11.526 – O transplante de cabeça seria viável no futuro?


transplante de cabeça

Uma experiência científica polêmica:
Canavero afirma ter resolvido todos os problemas de Robert White, seu mentor, que, em 1970, relatou, após colocar a cabeça de um macaco em um novo corpo, que viveu por um certo tempo, mas depois morreu, sem conseguir se mover. Canavero afirma que ele e uma equipe de 150 pessoas serão capazes de trocar um corpo humano inteiro, em 2017.
Ele prometeu revelar os detalhes da cirurgia ainda este mês. Enquanto esperamos, o portal NyMag reuniu conselhos de especialistas, considerando os enormes obstáculos que ele enfrentará.

A medula espinhal
O corte que Canavero propõe – na vértebra C5 ou C6 – deve ser preciso, mas incrivelmente suave. Em seguida, ele diz que vai colocar a medula espinhal em conjunto com polietilenoglicol, um composto encontrado em vários produtos, desde pasta de dentes até munição de paintball. “Não estamos nem perto de realizar isso”, explica Michael Fehlings, um neurocirurgião que chama a ideia de “fantasiosa”. (No ano passado, na China, uma equipe tentou fazê-lo em ratos. Os ratos morreram em poucas horas.) “Mesmo se houver é um corte limpo”, acrescenta Jerry Silver, um professor de neurociência da Case Western. “O sangramento irá criar uma resposta imune enorme, prejudicando o tecido rapidamente”. Silver assistiu a cirurgia de White nos macacos e recorda das imagens como ‘horríveis’.

A estrutura do pescoço
Eduardo Rodriguez, um cirurgião plástico reconstrutivo na NYU Langone Medical Center, nos EUA, que fez um dos mais extensos transplantes de rosto, até à data, diz que o corte cruzado será uma bagunça. “A coluna vertebral é como um cabo com fibras que você tem que realinhar corretamente para que eles transmitam ao lugar certo e se conectem com a orientação certa. O esôfago e a traqueia são como cebolas, com múltiplas camadas, cada uma exigindo seus próprios conjuntos de suturas”, disse.
O sistema vascular
Canavero teria, no máximo, uma hora para fazer o sangue fluir novamente. O neurologista vascular, Neil Schwartz, diz que é difícil imaginar até mesmo quatro ou mais cirurgiões reconectarem tudo no tempo previsto.

O sistema nervoso parassimpático
O nervo vago, que seria difícil de ser recolocado, controla muitas coisas, como a digestão, a fala e a sudorese. “O paciente não teria nenhum controle da frequência cardíaca, que iria disparar”, diz Silver.

O sistema respiratório
O diafragma não contrairá sem impulsos bem coordenados pela incisão, observa Schwartz.
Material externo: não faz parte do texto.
//! Selector tables and per-document resolution.
//!
//! Every logical field owns an ordered list of candidate CSS selectors,
//! primary first. A [`SelectorResolver`] is bound to one document and
//! remembers which candidate won for each field so later cards in the same
//! page skip the probing.

use std::collections::{BTreeMap, HashMap};

use scraper::{ElementRef, Selector};
use serde::{Deserialize, Serialize};
use thiserror::Error;

#[derive(Debug, Error, Clone, PartialEq, Eq)]
pub enum SelectorError {
    #[error("invalid selector `{selector}` for {field}: {reason}")]
    Invalid {
        field: &'static str,
        selector: String,
        reason: String,
    },
    #[error("no selectors configured for {0}")]
    Empty(&'static str),
}

/// Logical fields located through CSS selectors.
#[derive(Debug, Clone, Copy, PartialEq, Eq, Hash, PartialOrd, Ord, Serialize, Deserialize)]
#[serde(rename_all = "snake_case")]
pub enum FieldKey {
    ListingsContainer,
    ListingCard,
    Title,
    Description,
    Price,
    Author,
    Category,
    Tags,
    Skills,
    ResponsesCount,
    ViewsCount,
    PostedAt,
    CurrentPage,
    PageNumbers,
    NextPage,
    TotalCount,
}

impl FieldKey {
    pub const ALL: [FieldKey; 16] = [
        FieldKey::ListingsContainer,
        FieldKey::ListingCard,
        FieldKey::Title,
        FieldKey::Description,
        FieldKey::Price,
        FieldKey::Author,
        FieldKey::Category,
        FieldKey::Tags,
        FieldKey::Skills,
        FieldKey::ResponsesCount,
        FieldKey::ViewsCount,
        FieldKey::PostedAt,
        FieldKey::CurrentPage,
        FieldKey::PageNumbers,
        FieldKey::NextPage,
        FieldKey::TotalCount,
    ];

    pub fn as_str(self) -> &'static str {
        match self {
            FieldKey::ListingsContainer => "listings_container",
            FieldKey::ListingCard => "listing_card",
            FieldKey::Title => "title",
            FieldKey::Description => "description",
            FieldKey::Price => "price",
            FieldKey::Author => "author",
            FieldKey::Category => "category",
            FieldKey::Tags => "tags",
            FieldKey::Skills => "skills",
            FieldKey::ResponsesCount => "responses_count",
            FieldKey::ViewsCount => "views_count",
            FieldKey::PostedAt => "posted_at",
            FieldKey::CurrentPage => "current_page",
            FieldKey::PageNumbers => "page_numbers",
            FieldKey::NextPage => "next_page",
            FieldKey::TotalCount => "total_count",
        }
    }

    /// Built-in candidates, primary first.
    pub fn default_candidates(self) -> &'static [&'static str] {
        match self {
            FieldKey::ListingsContainer => &[".wants-list", ".projects-list", "body"],
            FieldKey::ListingCard => &[".want-card", "[data-want-id]"],
            FieldKey::Title => &[
                ".wants-card__header-title a",
                "h3 a, .title a, .project-title a",
            ],
            FieldKey::Description => &[
                ".wants-card__description-text",
                ".description, .content, .text, p",
            ],
            FieldKey::Price => &[
                ".wants-card__price",
                ".price, .cost, .amount, [class*='price']",
            ],
            FieldKey::Author => &[
                ".wants-card__header-username",
                ".author, .username, .user-name, [class*='user']",
            ],
            FieldKey::Category => &[".wants-card__category", ".category"],
            FieldKey::Tags => &[".wants-card__tags .tag", ".tags .tag"],
            FieldKey::Skills => &[".wants-card__skills .skill", ".skills .skill"],
            FieldKey::ResponsesCount => &[
                ".wants-card__responses",
                "[class*='response'], [class*='offer'], [class*='bid']",
            ],
            FieldKey::ViewsCount => &[".wants-card__views", "[class*='view'], [class*='visit']"],
            FieldKey::PostedAt => &[
                ".wants-card__time",
                "[class*='time'], [class*='date'], .timestamp",
            ],
            FieldKey::CurrentPage => &[".pagination .current", ".active", ".page-current"],
            FieldKey::PageNumbers => &[".pagination .page-numbers", ".pagination a", ".page-link"],
            FieldKey::NextPage => &[".pagination .next", ".next-page", "[rel='next']"],
            FieldKey::TotalCount => &[".wants-found-count", ".total-count", ".results-count"],
        }
    }
}

/// A parsed selector together with its source text.
#[derive(Debug, Clone)]
pub struct Candidate {
    source: String,
    selector: Selector,
}

impl Candidate {
    fn parse(field: FieldKey, source: &str) -> Result<Self, SelectorError> {
        let selector = Selector::parse(source).map_err(|err| SelectorError::Invalid {
            field: field.as_str(),
            selector: source.to_string(),
            reason: err.to_string(),
        })?;
        Ok(Self {
            source: source.to_string(),
            selector,
        })
    }

    pub fn source(&self) -> &str {
        &self.source
    }

    pub fn selector(&self) -> &Selector {
        &self.selector
    }
}

/// Validated candidate lists for every [`FieldKey`].
#[derive(Debug, Clone)]
pub struct SelectorSet {
    table: HashMap<FieldKey, Vec<Candidate>>,
}

impl SelectorSet {
    /// Built-in table with `overrides` replacing the candidates of the fields
    /// they name.
    pub fn with_overrides(
        overrides: &BTreeMap<FieldKey, Vec<String>>,
    ) -> Result<Self, SelectorError> {
        let mut table = HashMap::with_capacity(FieldKey::ALL.len());
        for field in FieldKey::ALL {
            let candidates = match overrides.get(&field) {
                Some(custom) if custom.is_empty() => return Err(SelectorError::Empty(field.as_str())),
                Some(custom) => custom
                    .iter()
                    .map(|source| Candidate::parse(field, source))
                    .collect::<Result<Vec<_>, _>>()?,
                None => field
                    .default_candidates()
                    .iter()
                    .map(|source| Candidate::parse(field, source))
                    .collect::<Result<Vec<_>, _>>()?,
            };
            table.insert(field, candidates);
        }
        Ok(Self { table })
    }

    pub fn candidates(&self, field: FieldKey) -> &[Candidate] {
        self.table.get(&field).map(Vec::as_slice).unwrap_or(&[])
    }
}

impl Default for SelectorSet {
    fn default() -> Self {
        Self::with_overrides(&BTreeMap::new()).expect("built-in selectors are valid")
    }
}

/// Per-document resolution state.
///
/// Document-level lookups (`resolve`, `first`, `all`) cache the winning
/// candidate index per field, misses included. Card-level lookups (`first_in`,
/// `all_in`) try the cached winner first and fall back to the remaining
/// candidates, so one card missing an element does not hide it for the rest.
pub struct SelectorResolver<'a, 's> {
    set: &'s SelectorSet,
    root: ElementRef<'a>,
    winners: HashMap<FieldKey, Option<usize>>,
    probes: usize,
}

impl<'a, 's> SelectorResolver<'a, 's> {
    pub fn new(set: &'s SelectorSet, root: ElementRef<'a>) -> Self {
        Self {
            set,
            root,
            winners: HashMap::new(),
            probes: 0,
        }
    }

    pub fn root(&self) -> ElementRef<'a> {
        self.root
    }

    pub fn set(&self) -> &'s SelectorSet {
        self.set
    }

    /// Number of candidate probes run so far.
    pub fn probes(&self) -> usize {
        self.probes
    }

    /// First candidate for `field` matching anything in the document.
    pub fn resolve(&mut self, field: FieldKey) -> Option<&'s Candidate> {
        let set = self.set;
        let winner = match self.winners.get(&field) {
            Some(cached) => *cached,
            None => {
                let root = self.root;
                let found = self.probe(field, root, None);
                if found.is_none() {
                    log::debug!("no selector matched for {}", field.as_str());
                }
                self.winners.insert(field, found);
                found
            }
        };
        winner.and_then(|index| set.candidates(field).get(index))
    }

    pub fn first(&mut self, field: FieldKey) -> Option<ElementRef<'a>> {
        let root = self.root;
        self.resolve(field)
            .and_then(|candidate| root.select(&candidate.selector).next())
    }

    pub fn all(&mut self, field: FieldKey) -> Vec<ElementRef<'a>> {
        let root = self.root;
        self.resolve(field)
            .map(|candidate| root.select(&candidate.selector).collect())
            .unwrap_or_default()
    }

    /// First element for `field` inside `scope`.
    pub fn first_in<'b>(&mut self, scope: ElementRef<'b>, field: FieldKey) -> Option<ElementRef<'b>> {
        let index = self.resolve_in(scope, field)?;
        scope.select(&self.set.candidates(field)[index].selector).next()
    }

    /// Elements matched inside `scope` by the first matching candidate.
    pub fn all_in<'b>(&mut self, scope: ElementRef<'b>, field: FieldKey) -> Vec<ElementRef<'b>> {
        match self.resolve_in(scope, field) {
            Some(index) => scope
                .select(&self.set.candidates(field)[index].selector)
                .collect(),
            None => Vec::new(),
        }
    }

    fn resolve_in(&mut self, scope: ElementRef<'_>, field: FieldKey) -> Option<usize> {
        let preferred = self.winners.get(&field).copied().flatten();
        let found = self.probe(field, scope, preferred);
        if found.is_some() {
            self.winners.insert(field, found);
        }
        found
    }

    /// Index of the first candidate matching inside `scope`, trying
    /// `preferred` before the declared order.
    fn probe(&mut self, field: FieldKey, scope: ElementRef<'_>, preferred: Option<usize>) -> Option<usize> {
        let candidates = self.set.candidates(field);
        let order = preferred
            .into_iter()
            .chain((0..candidates.len()).filter(|index| Some(*index) != preferred));
        for index in order {
            self.probes += 1;
            if scope.select(&candidates[index].selector).next().is_some() {
                return Some(index);
            }
        }
        None
    }
}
Ele duvida que um paciente iria voltar a respirar, e muito provavelmente não seria capaz de coordenar a respiração com a fala ou a deglutição.

A Mente
“O cérebro não está contido em um balde”, diz Art Caplan, diretor de ética médica na NYU Langone. “Ele se integra com a química do corpo e de seu sistema nervoso. Será que um cérebro é capaz de integrar, novamente, sinais, percepções e informações de um corpo diferente? Acho que o resultado mais provável seja a insanidade ou a deficiência mental grave”, completou.
Rodriguez da NYU, diz que as questões psicológicas são ainda piores que as físicas, tornando-se um fator limitante até mesmo nos transplantes de rosto. “E estamos falando apenas de um rosto, agora”, acrescentou.

A cabeça inteira
Todos os transplantes precisam ser seguidos de medicamentos imunossupressores, mas ninguém sabe a dose que uma nova cabeça exigiria, de acordo com Caplan. “Ele também pode acabar sendo oprimido com diferentes percursos e química e simplesmente ficar louco”, finalizou.